Fitzwolfe zuckte die Achseln und ging zum Fußende des Bettes, wo er eine Truhe aufschloß und darin wühlte. Athelstan schaute nach links. Da lag ein in Leder gebundenes Buch, das mit einer Kette an einem Pult befestigt war. Nach einem kurzen Blick schaute er angeekelt weg, denn es war ein Zauberbuch mit Bannsprüchen und schwarzer Magie. An der Wand hinter dem Lesepult hingen Bilder, wie er sie von den Seiten eines Stundenbuches oder der Heiligenlegenden kannte, zart konturiert und farbenprächtig ausgemalt. Das eine zeigte eine Gruppe von Menschen, die einem Prediger zuhörte; aber die Gestalt, die da die Gewänder eines Priesters trug, hatte einen sabbernden Ziegenkopf, und ein mächtiger erigierter Penis ragte aus den Falten seines Gewandes. Auf einem anderen Bild fraß ein Schwein mit Bischofsstab und Mitra kleine Menschenleiber, und auf dem dritten war ein Kirchenschiff zu sehen. Die Säulen erinnerten Athelstan an St. Erconwald, aber der Maler hatte sich sorgfältig der Perspektive bedient, so daß der Betrachter in eine tiefe Grube zu schauen schien. Am anderen Ende, wo der Lettner hätte stehen müssen, leuchtete ein in Silber gemaltes Gesicht mit den rotglühenden Augen und goldenen Lippen eines Dämons. Athelstan wandte den Blick ab. Er hatte das Gefühl, die Luft in der Kammer sei dick, bedrückend, erstickend. Wenn er in die Ecken schaute, war er sicher, daß dort einige Schatten dunkler waren als andere, als lauere dort irgend jemand oder etwas.

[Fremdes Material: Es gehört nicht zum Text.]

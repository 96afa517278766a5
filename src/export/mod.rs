//! Output of rendered messages to disk.

pub mod html;

pub use html::DocumentWriter;
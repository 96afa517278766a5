//! Sort the leaves of a MIME tree into text, HTML, embedded images, and attachments.

use std::sync::Arc;

use tracing::debug;

use crate::model::attachment::{Attachment, EmbeddedImage};
use crate::model::bundle::PartBundle;
use crate::model::part::{MimeNode, MimePart};

/// Extension for parts whose media type has no known extension.
const FALLBACK_EXTENSION: &str = "bin";

/// Classify every leaf of `root`, depth-first in document order.
///
/// The counter used for `part-NNN` names starts at 1 and advances once per
/// leaf, whichever bucket the leaf ends up in.
pub fn classify(root: &MimeNode) -> PartBundle {
    let mut bundle = PartBundle::default();

    for (index, part) in root.leaves().into_iter().enumerate() {
        let counter = index + 1;
        let explicit_name = part.filename.as_deref().filter(|f| !f.is_empty());

        let filename = match explicit_name {
            Some(name) => name.to_string(),
            None => match part.content_type.as_str() {
                "text/plain" => {
                    bundle.text.push(Arc::clone(part));
                    continue;
                }
                "text/html" => {
                    bundle.html.push(Arc::clone(part));
                    continue;
                }
                other => synthesized_filename(counter, other),
            },
        };

        match content_id_of(part) {
            Some(content_id) => {
                debug!(content_id = %content_id, filename = %filename, "Embedded part");
                bundle.embedded.push(EmbeddedImage {
                    content_id,
                    filename,
                    part: Arc::clone(part),
                });
            }
            None => {
                debug!(filename = %filename, content_type = %part.content_type, "Attachment");
                bundle.files.push(Attachment {
                    filename,
                    part: Arc::clone(part),
                });
            }
        }
    }

    bundle
}

/// `part-NNN.<ext>` for an unnamed non-text leaf.
pub fn synthesized_filename(counter: usize, content_type: &str) -> String {
    format!("part-{counter:03}.{}", extension_for(content_type))
}

/// Look up a file extension for a media type.
///
/// When several extensions are registered, the one equal to the subtype is
/// preferred (`image/jpeg` → `jpeg`), otherwise the first one.
pub fn extension_for(content_type: &str) -> &'static str {
    let Some(extensions) = mime_guess::get_mime_extensions_str(content_type) else {
        return FALLBACK_EXTENSION;
    };
    let subtype = content_type.split('/').nth(1).unwrap_or("");
    extensions
        .iter()
        .find(|ext| ext.eq_ignore_ascii_case(subtype))
        .or_else(|| extensions.first())
        .copied()
        .unwrap_or(FALLBACK_EXTENSION)
}

/// The part's Content-Id without its surrounding angle brackets.
fn content_id_of(part: &MimePart) -> Option<String> {
    let raw = part.content_id.as_deref()?.trim();
    let stripped = raw.strip_prefix('<').unwrap_or(raw);
    let stripped = stripped.strip_suffix('>').unwrap_or(stripped);
    if stripped.is_empty() {
        None
    } else {
        Some(stripped.to_string())
    }
}
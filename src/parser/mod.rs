//! Email parsing: header decoding, charset resolution, MIME tree building and part classification.

pub mod charset;
pub mod classify;
pub mod header;
pub mod mime;

/// Text produced by a best-effort decoder.
///
/// `used_fallback` is `true` when the decoder had to substitute or degrade
/// (replacement characters, ASCII replacement, Latin-1 reinterpretation).
#[derive(Debug, Clone, PartialEq, Eq)]
pub struct Decoded {
    pub text: String,
    pub used_fallback: bool,
}

impl Decoded {
    pub(crate) fn clean(text: impl Into<String>) -> Self {
        Self {
            text: text.into(),
            used_fallback: false,
        }
    }

    pub(crate) fn fallback(text: impl Into<String>) -> Self {
        Self {
            text: text.into(),
            used_fallback: true,
        }
    }
}
//! The message index: message identifier → rendered file path, kept as `dump.json`.
//!
//! Written at the end of the fetch run and read back by the acknowledge run.
//! The JSON object keeps insertion order so the file lists messages in the
//! order they were fetched.

use std::collections::HashMap;
use std::fmt;
use std::path::{Path, PathBuf};

use serde::de::{MapAccess, Visitor};
use serde::ser::SerializeMap;
use serde::{Deserialize, Deserializer, Serialize, Serializer};
use tracing::{info, warn};

use crate::error::{Inbox2HtmlError, Result};

/// Default file name of the index inside the output directory.
pub const DEFAULT_INDEX_FILE: &str = "dump.json";

/// Ordered map of message identifier to output file path. Keys are unique.
#[derive(Debug, Clone, Default, PartialEq, Eq)]
pub struct MessageIndex {
    entries: Vec<(String, String)>,
    /// Position of each key in `entries`.
    positions: HashMap<String, usize>,
}

impl MessageIndex {
    pub fn new() -> Self {
        Self::default()
    }

    /// Record `message_id → path`.
    ///
    /// A key that is already present keeps its position and gets the new path.
    pub fn insert(&mut self, message_id: impl Into<String>, path: impl AsRef<Path>) {
        let message_id = message_id.into();
        let path = path.as_ref().to_string_lossy().into_owned();
        match self.positions.get(&message_id) {
            Some(&pos) => {
                warn!(message_id = %message_id, "Duplicate Message-ID, replacing index entry");
                self.entries[pos].1 = path;
            }
            None => {
                self.positions.insert(message_id.clone(), self.entries.len());
                self.entries.push((message_id, path));
            }
        }
    }

    pub fn get(&self, message_id: &str) -> Option<&str> {
        self.positions
            .get(message_id)
            .map(|&pos| self.entries[pos].1.as_str())
    }

    /// Message identifiers in insertion order.
    pub fn keys(&self) -> impl Iterator<Item = &str> {
        self.entries.iter().map(|(id, _)| id.as_str())
    }

    pub fn iter(&self) -> impl Iterator<Item = (&str, &str)> {
        self.entries.iter().map(|(id, p)| (id.as_str(), p.as_str()))
    }

    pub fn len(&self) -> usize {
        self.entries.len()
    }

    pub fn is_empty(&self) -> bool {
        self.entries.is_empty()
    }

    /// Read an index written by [`MessageIndex::save`].
    pub fn load(path: &Path) -> Result<Self> {
        let data = match std::fs::read(path) {
            Ok(data) => data,
            Err(e) if e.kind() == std::io::ErrorKind::NotFound => {
                return Err(Inbox2HtmlError::IndexMissing(path.to_path_buf()));
            }
            Err(e) => return Err(Inbox2HtmlError::io(path, e)),
        };
        let index: Self =
            serde_json::from_slice(&data).map_err(|e| Inbox2HtmlError::InvalidIndex {
                path: path.to_path_buf(),
                reason: e.to_string(),
            })?;
        info!(path = %path.display(), entries = index.len(), "Loaded message index");
        Ok(index)
    }

    /// Write the index as a JSON object, replacing any existing file.
    pub fn save(&self, path: &Path) -> Result<()> {
        let json = serde_json::to_vec(self).map_err(|e| Inbox2HtmlError::InvalidIndex {
            path: path.to_path_buf(),
            reason: e.to_string(),
        })?;
        std::fs::write(path, json).map_err(|e| Inbox2HtmlError::io(path, e))?;
        info!(path = %path.display(), entries = self.len(), "Saved message index");
        Ok(())
    }
}

/// `<output_dir>/<file_name>`.
pub fn index_path(output_dir: &Path, file_name: &str) -> PathBuf {
    output_dir.join(file_name)
}

impl Serialize for MessageIndex {
    fn serialize<S: Serializer>(&self, serializer: S) -> std::result::Result<S::Ok, S::Error> {
        let mut map = serializer.serialize_map(Some(self.entries.len()))?;
        for (id, path) in &self.entries {
            map.serialize_entry(id, path)?;
        }
        map.end()
    }
}

impl<'de> Deserialize<'de> for MessageIndex {
    fn deserialize<D: Deserializer<'de>>(deserializer: D) -> std::result::Result<Self, D::Error> {
        deserializer.deserialize_map(IndexVisitor)
    }
}

struct IndexVisitor;

impl<'de> Visitor<'de> for IndexVisitor {
    type Value = MessageIndex;

    fn expecting(&self, f: &mut fmt::Formatter<'_>) -> fmt::Result {
        f.write_str("a JSON object mapping message ids to file paths")
    }

    fn visit_map<A: MapAccess<'de>>(self, mut access: A) -> std::result::Result<Self::Value, A::Error> {
        let mut index = MessageIndex::new();
        while let Some((id, path)) = access.next_entry::<String, String>()? {
            index.insert(id, path);
        }
        Ok(index)
    }
}
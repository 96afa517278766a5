//! Write rendered documents to the output directory under safe, unique names.

use std::collections::HashSet;
use std::path::{Path, PathBuf};

use sha2::{Digest, Sha256};
use tracing::debug;

use crate::error::{Inbox2HtmlError, Result};
use crate::render::RenderedDocument;

/// Default maximum length, in UTF-8 bytes, of a filename stem.
pub const DEFAULT_MAX_STEM_LEN: usize = 200;

/// Upper bound for a stem so `<stem>-<8 hex>.html` fits a 255-byte file name.
pub const MAX_STEM_BYTES: usize = 255 - "-00000000.html".len();

/// Writes `<output_dir>/<stem>.html` files, never reusing a stem within one run.
#[derive(Debug)]
pub struct DocumentWriter {
    output_dir: PathBuf,
    max_stem_len: usize,
    used_stems: HashSet<String>,
    bytes_written: u64,
}

impl DocumentWriter {
    /// Create the writer, creating `output_dir` if it does not exist.
    pub fn create(output_dir: impl Into<PathBuf>, max_stem_len: usize) -> Result<Self> {
        let output_dir = output_dir.into();
        std::fs::create_dir_all(&output_dir).map_err(|e| Inbox2HtmlError::io(&output_dir, e))?;
        Ok(Self {
            output_dir,
            max_stem_len: max_stem_len.clamp(4, MAX_STEM_BYTES),
            used_stems: HashSet::new(),
            bytes_written: 0,
        })
    }

    pub fn output_dir(&self) -> &Path {
        &self.output_dir
    }

    /// Total bytes written so far.
    pub fn bytes_written(&self) -> u64 {
        self.bytes_written
    }

    /// Write `document` under a name derived from `subject`.
    ///
    /// Returns the path of the created file.
    pub fn write(
        &mut self,
        subject: &str,
        message_id: &str,
        document: &RenderedDocument,
    ) -> Result<PathBuf> {
        let stem = self.claim_stem(subject, message_id);
        let path = self.output_dir.join(format!("{stem}.html"));
        std::fs::write(&path, document.as_bytes()).map_err(|e| Inbox2HtmlError::io(&path, e))?;
        self.bytes_written += document.len() as u64;
        debug!(path = %path.display(), bytes = document.len(), "Wrote document");
        Ok(path)
    }

    /// Pick a stem for this message and remember it.
    fn claim_stem(&mut self, subject: &str, message_id: &str) -> String {
        let mut stem = sanitize_stem(subject, self.max_stem_len);
        if stem.is_empty() {
            stem = format!("message-{}", &hex_digest(message_id)[..12]);
        }

        if self.used_stems.contains(&stem) {
            let base = stem;
            let mut attempt = 0u32;
            stem = loop {
                let suffix = &hex_digest(&format!("{message_id}\0{attempt}"))[..8];
                let candidate = format!("{base}-{suffix}");
                if !self.used_stems.contains(&candidate) {
                    break candidate;
                }
                attempt += 1;
            };
        }

        self.used_stems.insert(stem.clone());
        stem
    }
}

/// Sanitize a subject line for use as a filename stem.
///
/// Keeps alphanumerics and `-`, `.`, `_`, `@`; replaces everything else with
/// `_`. Leading dots are dropped and the result is truncated at a char
/// boundary to at most `max_len` bytes. May return an empty string.
pub fn sanitize_stem(s: &str, max_len: usize) -> String {
    let mut stem = String::with_capacity(s.len().min(max_len));
    let chars = s
        .chars()
        .map(|c| {
            if c.is_alphanumeric() || c == '-' || c == '.' || c == '_' || c == '@' {
                c
            } else {
                '_'
            }
        })
        .skip_while(|&c| c == '.');
    for c in chars {
        if stem.len() + c.len_utf8() > max_len {
            break;
        }
        stem.push(c);
    }
    stem
}

fn hex_digest(s: &str) -> String {
    let mut hasher = Sha256::new();
    hasher.update(s.as_bytes());
    format!("{:x}", hasher.finalize())
}

#[cfg(test)]
mod tests {
    use super::*;

    fn doc(s: &str) -> RenderedDocument {
        RenderedDocument::from(s.to_string())
    }

    #[test]
    fn test_sanitize_stem() {
        assert_eq!(sanitize_stem("hello world", 20), "hello_world");
        assert_eq!(sanitize_stem("user@example.com", 30), "user@example.com");
        assert_eq!(sanitize_stem("../../etc/passwd", 30), "_.._etc_passwd");
        assert_eq!(sanitize_stem("...hidden", 30), "hidden");
        assert_eq!(sanitize_stem("a/b\\c:d*e", 20), "a_b_c_d_e");
        assert_eq!(sanitize_stem("Grüße", 20), "Grüße");
        assert_eq!(sanitize_stem("", 20), "");
    }

    #[test]
    fn test_sanitize_truncates_by_bytes() {
        let long = "é".repeat(200);
        let stem = sanitize_stem(&long, 121);
        assert_eq!(stem.len(), 120);
        assert_eq!(stem.chars().count(), 60);

        let cjk = sanitize_stem(&"月".repeat(100), 200);
        assert_eq!(cjk.len(), 198);
        assert!(cjk.chars().all(|c| c == '月'));
    }

    #[test]
    fn test_long_multibyte_subject_fits_filesystem() {
        let dir = tempfile::tempdir().unwrap();
        let mut writer = DocumentWriter::create(dir.path(), 10_000).unwrap();
        let subject = "月".repeat(300);
        let first = writer.write(&subject, "<1@x>", &doc("a")).unwrap();
        let second = writer.write(&subject, "<2@x>", &doc("b")).unwrap();
        for path in [&first, &second] {
            assert!(path.file_name().unwrap().len() <= 255);
        }
        assert_ne!(first, second);
        assert_eq!(std::fs::read_to_string(&second).unwrap(), "b");
    }

    #[test]
    fn test_write_creates_file() {
        let dir = tempfile::tempdir().unwrap();
        let mut writer = DocumentWriter::create(dir.path().join("out"), 120).unwrap();
        let path = writer.write("Weekly report", "<a@b>", &doc("<p>x</p>")).unwrap();
        assert_eq!(path, dir.path().join("out").join("Weekly_report.html"));
        assert_eq!(std::fs::read_to_string(&path).unwrap(), "<p>x</p>");
        assert_eq!(writer.bytes_written(), 8);
    }

    #[test]
    fn test_empty_subject_uses_message_id_hash() {
        let dir = tempfile::tempdir().unwrap();
        let mut writer = DocumentWriter::create(dir.path(), 120).unwrap();
        let path = writer.write("", "<a@b>", &doc("x")).unwrap();
        let name = path.file_name().unwrap().to_str().unwrap();
        assert!(name.starts_with("message-"));
        assert_eq!(name.len(), "message-".len() + 12 + ".html".len());
    }

    #[test]
    fn test_duplicate_subject_gets_suffix() {
        let dir = tempfile::tempdir().unwrap();
        let mut writer = DocumentWriter::create(dir.path(), 120).unwrap();
        let first = writer.write("Hi", "<1@x>", &doc("one")).unwrap();
        let second = writer.write("Hi", "<2@x>", &doc("two")).unwrap();
        assert_ne!(first, second);
        let name = second.file_name().unwrap().to_str().unwrap();
        assert!(name.starts_with("Hi-"));
        assert_eq!(name.len(), "Hi-".len() + 8 + ".html".len());
        assert_eq!(std::fs::read_to_string(&first).unwrap(), "one");
    }

    #[test]
    fn test_same_message_id_twice_still_unique() {
        let dir = tempfile::tempdir().unwrap();
        let mut writer = DocumentWriter::create(dir.path(), 120).unwrap();
        let a = writer.write("Hi", "", &doc("a")).unwrap();
        let b = writer.write("Hi", "", &doc("b")).unwrap();
        let c = writer.write("Hi", "", &doc("c")).unwrap();
        assert_ne!(a, b);
        assert_ne!(b, c);
        assert_ne!(a, c);
    }
}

»Los, Fitzwolfe!« bellte Athelstan. »Die Seiten!«

»Hier, Bruder.« Fitzwolfe kam langsam zurück; er hielt einen Stoß zerfledderter gelber Blätter in der Hand, lose zusammengehalten von einem roh vernähten Faden. »Was ist los, Athelstan? Gefällt Euch meine Kammer nicht? Mein Unheiligtum der Unheiligtümer?«

Fitzwolfe reichte ihm das Pergament, und eine eiskalte Hand streifte die des Ordensbruders. »Ihr seid doch Priester, Athelstan. Was fürchtet Ihr denn hier?«

Athelstan schrak zusammen, als in einer Ecke ein schlurfendes Geräusch zu hören war. »Was war das?«

»Schaut doch nach, Athelstan«, sagte Fitzwolfe leise. »Schaut selbst nach. Schaut in die Ecke - und was seht Ihr da?« Der Ordensbruder tat, wie geheißen und er machte sich auf etwas wahrhaft Bedrohliches, wirklich Entsetzliches gefaßt. War es eine Gestalt? dachte er. Ein Schatten? Er sah eine elfenbeinhelle, runde Schulter, eine makellos geformte Brust, Haar wie aus gesponnenem Gold, dann hörte er ein leises Lachen. Er packte das Pergament.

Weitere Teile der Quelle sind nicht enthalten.